• Chelle Hartzer

Welcome to Spring (AKA: Pollen season has started)

Some people see the signs of spring as daffodils, trees starting to bud and flower, warmer temperatures, or even the cacophony of birds coming back. I don’t. The first signs of spring to me are the carpenter bees and the carpet beetles. I talked about carpenter bees last year so go re-read that one. Today, I’m talking about the varied carpet beetles.

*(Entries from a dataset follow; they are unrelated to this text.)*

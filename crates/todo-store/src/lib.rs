//! Todo Store
//!
//! The list state behind the todo UI: an ordered collection of todos and the
//! pure operations that derive a new collection from an old one.

pub mod domain;
pub mod error;
pub mod list;
pub mod seed;

pub use domain::{Todo, TodoId};
pub use error::{StoreError, StoreResult};
pub use list::TodoList;
pub use seed::{seed_list, SeedEntry};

These little beetles start showing up in spring because they have overwintered as adults. Now that it is warmer, the adults are out looking for some love. Because so many of them are out, some find their way indoors through open windows, doors, vents, or other openings. Since many are opening their windows for the first time since last year, the winter storms may have damaged screens and frames, therefore, even more little beetles gaining entry.

Let’s back up a minute and talk about the basics of these. They are part of the larger family of Dermestid beetles which is important because there are a number of other beetles that look similar. While the varied carpet beetle could establish inside, it’s typically an accidental invader: the adults get in but they don’t necessarily find a food source and reproduce. Especially when they are found early and dealt with. Others in the family will often be infesting food inside structures. Here’s a great resource to help with identification.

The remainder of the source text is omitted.